-------- Given records
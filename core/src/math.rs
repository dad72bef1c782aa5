//! Math type aliases, projection helpers and culling primitives.
//!
//! All rendering math is `f32` and built on nalgebra.

pub use nalgebra;

// ===== Rendering math (always f32) =====

/// 2D vector (f32).
pub type Vec2 = nalgebra::Vector2<f32>;

/// 3D vector (f32).
pub type Vec3 = nalgebra::Vector3<f32>;

/// 4D vector (f32).
pub type Vec4 = nalgebra::Vector4<f32>;

/// 4x4 matrix (f32).
pub type Mat4 = nalgebra::Matrix4<f32>;

// ===== Helper functions =====

/// Build a right-handed perspective projection with depth range [0, 1] (wgpu/Vulkan convention).
pub fn perspective_rh(yfov: f32, aspect: f32, znear: f32, zfar: f32) -> Mat4 {
    let f = 1.0 / (yfov / 2.0).tan();
    let nf = 1.0 / (znear - zfar);
    #[rustfmt::skip]
    let result = Mat4::new(
        f / aspect, 0.0,  0.0,              0.0,
        0.0,        f,    0.0,              0.0,
        0.0,        0.0,  zfar * nf,        znear * zfar * nf,
        0.0,        0.0,  -1.0,             0.0,
    );
    result
}

/// Build a right-handed orthographic projection with depth range [0, 1] (wgpu/Vulkan convention).
pub fn orthographic_rh(left: f32, right: f32, bottom: f32, top: f32, near: f32, far: f32) -> Mat4 {
    let rml = right - left;
    let tmb = top - bottom;
    let fmn = far - near;
    #[rustfmt::skip]
    let result = Mat4::new(
        2.0 / rml, 0.0,       0.0,         -(right + left) / rml,
        0.0,       2.0 / tmb, 0.0,         -(top + bottom) / tmb,
        0.0,       0.0,       -1.0 / fmn,  -near / fmn,
        0.0,       0.0,       0.0,          1.0,
    );
    result
}

/// Right-handed look-at view matrix.
pub fn look_at_rh(eye: &Vec3, target: &Vec3, up: &Vec3) -> Mat4 {
    let eye_point = nalgebra::Point3::from(*eye);
    let target_point = nalgebra::Point3::from(*target);
    nalgebra::Isometry3::look_at_rh(&eye_point, &target_point, up).to_homogeneous()
}

// ===== Culling primitives =====

/// A plane in `normal · p = distance` form.
///
/// Points with `normal · p >= distance` are on the inner side.
#[derive(Debug, Clone, Copy, PartialEq)]
pub struct Plane {
    pub normal: Vec3,
    pub distance: f32,
}

impl Plane {
    pub fn new(normal: Vec3, distance: f32) -> Self {
        Self { normal, distance }
    }

    /// Build a plane from `a*x + b*y + c*z + d >= 0` coefficients,
    /// normalizing the normal.
    pub fn from_coefficients(coefficients: Vec4) -> Self {
        let normal = Vec3::new(coefficients.x, coefficients.y, coefficients.z);
        let length = normal.norm();
        if length <= f32::EPSILON {
            return Self::new(Vec3::zeros(), 0.0);
        }
        Self::new(normal / length, -coefficients.w / length)
    }

    /// Signed distance of a point from the plane; positive on the inner side.
    pub fn signed_distance(&self, point: &Vec3) -> f32 {
        self.normal.dot(point) - self.distance
    }
}

/// Bounding sphere.
#[derive(Debug, Clone, Copy, PartialEq)]
pub struct Sphere {
    pub center: Vec3,
    pub radius: f32,
}

impl Sphere {
    pub fn new(center: Vec3, radius: f32) -> Self {
        Self { center, radius }
    }
}

/// View frustum as six inward-facing planes
/// (left, right, bottom, top, near, far).
#[derive(Debug, Clone, Copy, PartialEq)]
pub struct Frustum {
    pub planes: [Plane; 6],
}

impl Frustum {
    pub fn from_planes(planes: [Plane; 6]) -> Self {
        Self { planes }
    }

    /// Extract the frustum of a view-projection matrix with `[0, 1]` clip depth.
    pub fn from_view_projection(m: &Mat4) -> Self {
        let row = |r: usize| Vec4::new(m[(r, 0)], m[(r, 1)], m[(r, 2)], m[(r, 3)]);
        let (r0, r1, r2, r3) = (row(0), row(1), row(2), row(3));
        Self::from_planes([
            Plane::from_coefficients(r3 + r0),
            Plane::from_coefficients(r3 - r0),
            Plane::from_coefficients(r3 + r1),
            Plane::from_coefficients(r3 - r1),
            Plane::from_coefficients(r2),
            Plane::from_coefficients(r3 - r2),
        ])
    }

    /// Returns true unless the sphere lies entirely outside one of the planes.
    pub fn intersects_sphere(&self, sphere: &Sphere) -> bool {
        self.planes
            .iter()
            .all(|plane| plane.signed_distance(&sphere.center) + sphere.radius >= 0.0)
    }
}

impl Default for Frustum {
    /// An unbounded frustum that accepts everything.
    fn default() -> Self {
        Self::from_planes([Plane::new(Vec3::zeros(), f32::NEG_INFINITY); 6])
    }
}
----------------
◆ About this exercise
Filter the records down to the lines that contain the string "center", and copy those lines.

◆ Answer to this problem
    pub center: Vec3,
    pub fn new(center: Vec3, radius: f32) -> Self {
        Self { center, radius }
            .all(|plane| plane.signed_distance(&sphere.center) + sphere.radius >= 0.0)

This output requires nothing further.